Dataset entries
● ● ●

fn tier_kind(tier: &Tier, currency: &str) -> TierKind {
    let raised = resolve_raised_amount(tier);
    let raised_money = MoneyAmount::new(raised, currency, tier.interval);

    if let Some(goal) = tier.active_goal() {
        if let (Some(percent), Some(fraction)) =
            (compute_goal_progress(raised, goal), progress_fraction(raised, goal))
        {
            return TierKind::Goal(GoalView {
                goal: MoneyAmount::new(goal, currency, tier.interval),
                raised: raised_money,
                percent,
                fraction,
            });
        }
    }

    match tier.interval {
        Some(interval) => TierKind::Recurring {
            interval,
            raised: raised_money,
        },
        None => TierKind::OneTime { raised: raised_money },
    }
}

/// "2 individuals and 1 organization have contributed", `None` without contributors
pub fn contributors_summary(stats: &ContributorsStats, intl: &Intl) -> Option<String> {
    let total = stats.users + stats.organizations;
    if total == 0 {
        return None;
    }
    let both = stats.users > 0 && stats.organizations > 0;
    let args = MessageArgs::new()
        .with("userCount", stats.users)
        .with("orgCount", stats.organizations)
        .with("totalCount", total)
        .with("both", if both { "true" } else { "false" });
    Some(intl.format_message(ids::CONTRIBUTORS_SUMMARY, &args))
}

/// Derive the full card view for `tier`
pub fn present_tier(
    tier: &Tier,
    collective: &Collective,
    intl: &Intl,
    routes: &RouteTable,
    options: &PresenterOptions,
) -> ViewResult<TierView> {
    let currency = resolve_currency(tier, collective);
    let params = tier_route_params(tier, collective);
    let kind = tier_kind(tier, currency);

    let read_more_url = if tier.has_long_description {
        Some(routes.resolve(names::TIER, &params)?)
    } else {
        None
    };

    let starts_at = resolve_minimum_amount(tier)
        .filter(|amount| *amount > 0)
        .map(|amount| MoneyAmount::new(amount, currency, tier.interval));

    let button_text = match tier.button.as_deref() {
        Some(text) if !text.trim().is_empty() => text.to_string(),
        _ => intl.format_message(ids::CONTRIBUTE_BUTTON, &MessageArgs::new()),
    };

    Ok(TierView {
        id: tier.id,
        title: tier.name.clone(),
        contribution_type: kind.contribution_type(),
        kind,
        currency: currency.to_string(),
        description: derive_description(tier, currency, intl, options),
        read_more_url,
        starts_at,
        button_text,
        contribute_url: routes.resolve(names::ORDER_TIER, &params)?,
        contributors: tier.contributors.iter().take(options.max_contributors).cloned().collect(),
        contributors_summary: contributors_summary(&tier.stats.contributors, intl),
    })
}
//! Domain Models
//!
//! Read-only records as delivered by the upstream API (camelCase JSON).
//! Amounts are integer minor units (cents).

use serde::{Deserialize, Deserializer, Serialize};

/// Treat an explicit `null` like a missing field
pub fn null_as_default<'de, D, T>(deserializer: D) -> Result<T, D::Error>
where
    D: Deserializer<'de>,
    T: Default + Deserialize<'de>,
{
    Option::<T>::deserialize(deserializer).map(Option::unwrap_or_default)
}

/// How a tier is priced
#[derive(Debug, Clone, Copy, PartialEq, Eq, Serialize, Deserialize, Default)]
#[serde(rename_all = "SCREAMING_SNAKE_CASE")]
pub enum AmountType {
    /// Fixed price, `amount` governs
    #[default]
    Fixed,
    /// Contributor picks an amount at or above `minAmount`
    Flexible,
}

/// Recurrence of a contribution
#[derive(Debug, Clone, Copy, PartialEq, Eq, Hash, Serialize, Deserialize)]
#[serde(rename_all = "lowercase")]
pub enum Interval {
    Month,
    Year,
}

impl Interval {
    pub fn as_str(&self) -> &'static str {
        match self {
            Interval::Month => "month",
            Interval::Year => "year",
        }
    }
}

/// Account type of a collective
#[derive(Debug, Clone, Copy, PartialEq, Eq, Serialize, Deserialize, Default)]
#[serde(rename_all = "SCREAMING_SNAKE_CASE")]
pub enum CollectiveType {
    #[default]
    Collective,
    Event,
    Organization,
    User,
    Fund,
    Project,
}

/// Contributor counts for a tier
#[derive(Debug, Clone, Copy, PartialEq, Eq, Serialize, Deserialize, Default)]
#[serde(default)]
pub struct ContributorsStats {
    #[serde(deserialize_with = "null_as_default")]
    pub all: u32,
    #[serde(deserialize_with = "null_as_default")]
    pub users: u32,
    #[serde(deserialize_with = "null_as_default")]
    pub organizations: u32,
}

/// Aggregates computed upstream
#[derive(Debug, Clone, PartialEq, Serialize, Deserialize, Default)]
#[serde(rename_all = "camelCase", default)]
pub struct TierStats {
    #[serde(deserialize_with = "null_as_default")]
    pub total_donated: i64,
    #[serde(deserialize_with = "null_as_default")]
    pub total_recurring_donations: i64,
    #[serde(deserialize_with = "null_as_default")]
    pub contributors: ContributorsStats,
}

/// Someone who contributed to a tier
#[derive(Debug, Clone, PartialEq, Serialize, Deserialize)]
#[serde(rename_all = "camelCase")]
pub struct Contributor {
    pub id: u64,
    pub name: String,
    #[serde(default)]
    pub image: Option<String>,
    #[serde(default)]
    pub collective_slug: Option<String>,
    #[serde(default, rename = "type", deserialize_with = "null_as_default")]
    pub contributor_type: CollectiveType,
}

/// A priced contribution option offered by a collective
#[derive(Debug, Clone, PartialEq, Serialize, Deserialize)]
#[serde(rename_all = "camelCase")]
pub struct Tier {
    pub id: u64,
    pub slug: String,
    pub name: String,
    #[serde(default)]
    pub description: Option<String>,
    #[serde(default, deserialize_with = "null_as_default")]
    pub has_long_description: bool,
    #[serde(default)]
    pub button: Option<String>,
    #[serde(default)]
    pub currency: Option<String>,
    #[serde(default, deserialize_with = "null_as_default")]
    pub amount_type: AmountType,
    #[serde(default)]
    pub amount: Option<i64>,
    #[serde(default)]
    pub min_amount: Option<i64>,
    #[serde(default)]
    pub interval: Option<Interval>,
    #[serde(default)]
    pub goal: Option<i64>,
    #[serde(default, deserialize_with = "null_as_default")]
    pub stats: TierStats,
    #[serde(default, deserialize_with = "null_as_default")]
    pub contributors: Vec<Contributor>,
}

impl Tier {
    /// Create a fixed-price tier with empty stats
    pub fn new(id: u64, slug: impl Into<String>, name: impl Into<String>) -> Self {
        Self {
            id,
            slug: slug.into(),
            name: name.into(),
            description: None,
            has_long_description: false,
            button: None,
            currency: None,
            amount_type: AmountType::Fixed,
            amount: None,
            min_amount: None,
            interval: None,
            goal: None,
            stats: TierStats::default(),
            contributors: Vec::new(),
        }
    }

    /// The fundraising goal, if one is set.
    ///
    /// A zero or negative goal counts as no goal.
    pub fn active_goal(&self) -> Option<i64> {
        self.goal.filter(|goal| *goal > 0)
    }
}

/// Host reference embedded in a collective
#[derive(Debug, Clone, Copy, PartialEq, Eq, Serialize, Deserialize)]
pub struct HostRef {
    pub id: u64,
}

#[derive(Debug, Clone, PartialEq, Serialize, Deserialize, Default)]
#[serde(default)]
pub struct CollectiveSettings {
    /// Terms of fiscal sponsorship URL
    pub tos: Option<String>,
}

#[derive(Debug, Clone, PartialEq, Serialize, Deserialize, Default)]
#[serde(rename_all = "camelCase", default)]
pub struct CollectiveStats {
    #[serde(deserialize_with = "null_as_default")]
    pub total_amount_spent: i64,
}

/// The entity receiving contributions
#[derive(Debug, Clone, PartialEq, Serialize, Deserialize)]
#[serde(rename_all = "camelCase")]
pub struct Collective {
    pub id: u64,
    pub slug: String,
    #[serde(default, deserialize_with = "null_as_default")]
    pub name: String,
    #[serde(default, rename = "type", deserialize_with = "null_as_default")]
    pub collective_type: CollectiveType,
    pub currency: String,
    #[serde(default)]
    pub company: Option<String>,
    #[serde(default)]
    pub description: Option<String>,
    #[serde(default)]
    pub background_image: Option<String>,
    #[serde(default)]
    pub twitter_handle: Option<String>,
    #[serde(default)]
    pub github_handle: Option<String>,
    #[serde(default)]
    pub website: Option<String>,
    #[serde(default, deserialize_with = "null_as_default")]
    pub is_host: bool,
    #[serde(default)]
    pub host_fee_percent: Option<f64>,
    #[serde(default, deserialize_with = "null_as_default")]
    pub tags: Vec<String>,
    #[serde(default, deserialize_with = "null_as_default")]
    pub settings: CollectiveSettings,
    #[serde(default)]
    pub host: Option<HostRef>,
    #[serde(default)]
    pub stats: Option<CollectiveStats>,
}

impl Collective {
    pub fn new(id: u64, slug: impl Into<String>, currency: impl Into<String>) -> Self {
        Self {
            id,
            slug: slug.into(),
            name: String::new(),
            collective_type: CollectiveType::Collective,
            currency: currency.into(),
            company: None,
            description: None,
            background_image: None,
            twitter_handle: None,
            github_handle: None,
            website: None,
            is_host: false,
            host_fee_percent: None,
            tags: Vec::new(),
            settings: CollectiveSettings::default(),
            host: None,
            stats: None,
        }
    }
}

/// Fiscal host displayed next to a collective
#[derive(Debug, Clone, PartialEq, Serialize, Deserialize)]
pub struct Host {
    pub id: u64,
    pub name: String,
    pub slug: String,
}

/// Which call-to-action buttons a page shows
#[derive(Debug, Clone, Copy, PartialEq, Eq, Serialize, Deserialize, Default)]
#[serde(rename_all = "camelCase", default)]
pub struct CallsToAction {
    #[serde(deserialize_with = "null_as_default")]
    pub has_contact: bool,
    #[serde(deserialize_with = "null_as_default")]
    pub has_submit_expense: bool,
    #[serde(deserialize_with = "null_as_default")]
    pub has_apply: bool,
    #[serde(deserialize_with = "null_as_default")]
    pub has_dashboard: bool,
}

#[cfg(test)]
mod tests {
    use super::*;

    #[test]
    fn test_tier_deserializes_from_api_json() {
        let json = r#"{
            "id": 7,
            "slug": "backers",
            "name": "Backer",
            "amountType": "FLEXIBLE",
            "minAmount": 500,
            "interval": "month",
            "stats": { "totalDonated": 9000, "totalRecurringDonations": 300,
                       "contributors": { "all": 3, "users": 2, "organizations": 1 } }
        }"#;
        let tier: Tier = serde_json::from_str(json).unwrap();
        assert_eq!(tier.amount_type, AmountType::Flexible);
        assert_eq!(tier.interval, Some(Interval::Month));
        assert_eq!(tier.stats.total_recurring_donations, 300);
        assert_eq!(tier.stats.contributors.organizations, 1);
        assert!(tier.currency.is_none());
        assert!(!tier.has_long_description);
    }

    #[test]
    fn test_active_goal_ignores_zero() {
        let mut tier = Tier::new(1, "t", "T");
        assert_eq!(tier.active_goal(), None);
        tier.goal = Some(0);
        assert_eq!(tier.active_goal(), None);
        tier.goal = Some(200);
        assert_eq!(tier.active_goal(), Some(200));
    }

    #[test]
    fn test_collective_defaults() {
        let json = r#"{ "id": 1, "slug": "webpack", "currency": "USD" }"#;
        let collective: Collective = serde_json::from_str(json).unwrap();
        assert_eq!(collective.collective_type, CollectiveType::Collective);
        assert!(collective.tags.is_empty());
        assert!(collective.settings.tos.is_none());
    }

    #[test]
    fn test_explicit_nulls_read_as_defaults() {
        let json = r#"{
            "id": 7, "slug": "backers", "name": "Backer",
            "hasLongDescription": null, "amountType": null, "contributors": null,
            "goal": null, "interval": null,
            "stats": { "totalDonated": null, "totalRecurringDonations": 120,
                       "contributors": { "all": null, "users": 1 } }
        }"#;
        let tier: Tier = serde_json::from_str(json).unwrap();
        assert!(!tier.has_long_description);
        assert_eq!(tier.amount_type, AmountType::Fixed);
        assert!(tier.contributors.is_empty());
        assert_eq!(tier.stats.total_donated, 0);
        assert_eq!(tier.stats.total_recurring_donations, 120);
        assert_eq!(tier.stats.contributors.all, 0);
        assert_eq!(tier.stats.contributors.users, 1);

        let json = r#"{
            "id": 1, "slug": "webpack", "currency": "USD", "name": null, "type": null,
            "isHost": null, "tags": null, "settings": null, "host": null,
            "stats": { "totalAmountSpent": null }
        }"#;
        let collective: Collective = serde_json::from_str(json).unwrap();
        assert!(collective.name.is_empty());
        assert_eq!(collective.collective_type, CollectiveType::Collective);
        assert!(!collective.is_host);
        assert!(collective.tags.is_empty());
        assert_eq!(collective.settings, CollectiveSettings::default());
        assert_eq!(collective.stats.map(|s| s.total_amount_spent), Some(0));
    }
}
//! Rich Message Splicing
//!
//! Turns formatted message parts into views, filling placeholders with
//! caller-supplied children (links, styled amounts, defined terms).

use collective_view::MessagePart;
use leptos::prelude::*;

/// Render `parts`, asking `slot` for the view of each placeholder
pub fn splice_message(parts: Vec<MessagePart>, mut slot: impl FnMut(&str) -> AnyView) -> Vec<AnyView> {
    parts
        .into_iter()
        .map(|part| match part {
            MessagePart::Text(text) => text.into_any(),
            MessagePart::Placeholder(name) => slot(&name),
        })
        .collect()
}
//! Defined Term Component
//!
//! Underlined term with its definition as tooltip.

use collective_view::intl::ids;
use collective_view::MessageArgs;
use leptos::prelude::*;

use crate::context::use_page_context;

#[derive(Clone, Copy, Debug, PartialEq, Eq)]
pub enum Term {
    FiscalHost,
    HostFee,
}

impl Term {
    fn label_id(&self) -> &'static str {
        match self {
            Term::FiscalHost => ids::TERM_FISCAL_HOST,
            Term::HostFee => ids::TERM_HOST_FEE,
        }
    }

    fn definition_id(&self) -> &'static str {
        match self {
            Term::FiscalHost => ids::TERM_FISCAL_HOST_DEFINITION,
            Term::HostFee => ids::TERM_HOST_FEE_DEFINITION,
        }
    }
}

/// Shows `children` when given, the term label otherwise
#[component]
pub fn DefinedTerm(term: Term, #[prop(optional)] children: Option<Children>) -> impl IntoView {
    let ctx = use_page_context();
    let definition = ctx.intl.format_message(term.definition_id(), &MessageArgs::new());
    let content = match children {
        Some(children) => children(),
        None => ctx.intl.format_message(term.label_id(), &MessageArgs::new()).into_any(),
    };

    view! {
        <span class="defined-term" title=definition>{content}</span>
    }
}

● ● ●

# PROBLEM STATEMENT:
For this exercise, copy every line of the data that holds "HostFee".

# REPLY TO THE EXERCISE:
    HostFee,
            Term::HostFee => ids::TERM_HOST_FEE,
            Term::HostFee => ids::TERM_HOST_FEE_DEFINITION,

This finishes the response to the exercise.